- Type: fossil park
- Location: Salkhan, Sonbhadra district, Uttar Pradesh, India
- Nearest city: Robertsganj (12 km)
- Coordinates: 24°35′18″N 83°02′27″E﻿ / ﻿24.588380°N 83.040794°E
- Area: 25 hectares (62 acres)
- Created: 2002
- Operator: UP Forest Department
- Type of fossils: algae, stromatolites

= Salkhan Fossils Park =

Fossil park in Uttar Pradesh, India

Salkhan Fossils Park, officially known as Sonbhadra Fossils Park, is a fossil park in Uttar Pradesh, India.
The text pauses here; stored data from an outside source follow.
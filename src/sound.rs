use macroquad::audio::{load_sound, play_sound, set_sound_volume, stop_sound, PlaySoundParams, Sound};
use noize_voice::audio::{AudioSink, HeadlessAudio, MUSIC_TRACKS, SOUND_EFFECTS};
use std::collections::BTreeMap;
use tracing::{debug, warn};

/// Plays through macroquad. A headless clock keeps the track bookkeeping and
/// ends one-shot rhythm tracks after the configured length.
pub struct MacroquadAudio {
    clock: HeadlessAudio,
    music: BTreeMap<String, Sound>,
    sounds: BTreeMap<String, Sound>,
    playing: Option<String>,
}

async fn load_optional(paths: &[String]) -> Option<Sound> {
    for path in paths {
        match load_sound(path).await {
            Ok(sound) => return Some(sound),
            Err(e) => warn!(path = %path, error = %e, "sound_load_failed"),
        }
    }
    None
}

impl MacroquadAudio {
    pub async fn load(track_length: f32) -> Self {
        let mut music = BTreeMap::new();
        for name in MUSIC_TRACKS {
            let paths = [format!("assets/music/{name}.ogg"), format!("assets/music/{name}.wav")];
            if let Some(sound) = load_optional(&paths).await {
                music.insert(name.to_string(), sound);
            }
        }

        let mut sounds = BTreeMap::new();
        for name in SOUND_EFFECTS {
            let paths = [format!("assets/sounds/{name}.wav"), format!("assets/sounds/{name}.ogg")];
            if let Some(sound) = load_optional(&paths).await {
                sounds.insert(name.to_string(), sound);
            }
        }

        debug!(music = music.len(), sounds = sounds.len(), "audio_loaded");
        Self {
            clock: HeadlessAudio::new(track_length),
            music,
            sounds,
            playing: None,
        }
    }

    fn current(&self) -> Option<&Sound> {
        self.playing.as_ref().and_then(|name| self.music.get(name))
    }

    fn silence(&mut self) {
        if let Some(sound) = self.current() {
            stop_sound(sound);
        }
        self.playing = None;
    }
}

impl AudioSink for MacroquadAudio {
    fn play_sound(&mut self, name: &str, volume: f32) {
        self.clock.play_sound(name, volume);
        if !self.clock.sound_enabled() {
            return;
        }
        if let Some(sound) = self.sounds.get(name) {
            play_sound(
                sound,
                PlaySoundParams {
                    looped: false,
                    volume: volume * self.clock.sound_volume(),
                },
            );
        }
    }

    fn play_music(&mut self, name: &str, looped: bool) {
        self.silence();
        self.clock.play_music(name, looped);
        if self.clock.current_track() != Some(name) {
            return;
        }
        if let Some(sound) = self.music.get(name) {
            play_sound(
                sound,
                PlaySoundParams {
                    looped,
                    volume: self.clock.music_volume(),
                },
            );
            self.playing = Some(name.to_string());
        }
    }

    fn stop_music(&mut self) {
        self.silence();
        self.clock.stop_music();
    }

    // macroquad has no pause; a paused track keeps running muted.
    fn pause_music(&mut self) {
        self.clock.pause_music();
        if let Some(sound) = self.current() {
            set_sound_volume(sound, 0.0);
        }
    }

    fn resume_music(&mut self) {
        self.clock.resume_music();
        if let Some(sound) = self.current() {
            set_sound_volume(sound, self.clock.music_volume());
        }
    }

    fn is_music_playing(&self) -> bool {
        self.clock.is_music_playing()
    }

    fn music_volume(&self) -> f32 {
        self.clock.music_volume()
    }

    fn set_music_volume(&mut self, volume: f32) {
        self.clock.set_music_volume(volume);
        if let Some(sound) = self.current() {
            set_sound_volume(sound, self.clock.music_volume());
        }
    }

    fn sound_volume(&self) -> f32 {
        self.clock.sound_volume()
    }

    fn set_sound_volume(&mut self, volume: f32) {
        self.clock.set_sound_volume(volume);
    }

    fn music_enabled(&self) -> bool {
        self.clock.music_enabled()
    }

    fn toggle_music(&mut self) {
        self.clock.toggle_music();
        if !self.clock.music_enabled() {
            self.silence();
        }
    }

    fn sound_enabled(&self) -> bool {
        self.clock.sound_enabled()
    }

    fn toggle_sound(&mut self) {
        self.clock.toggle_sound();
    }

    fn update(&mut self, dt: f32) {
        self.clock.update(dt);
        if self.playing.is_some() && self.clock.current_track().is_none() {
            self.silence();
        }
    }
}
It is located 12 km from Robertsganj, near Salkhan village on state highway SH5A in Sonbhadra district. The fossils, notably stromatolites, known to some of the earliest evidence of life on Earth, in the park that belong to the Mesoproterozoic era nearly 1.4 billion years old. The fossils appear as rings on the boulders and are scattered in Fossil rings on boulders in the park which is spread over an area of about 25 hectares in the Kaimoor Wildlife range.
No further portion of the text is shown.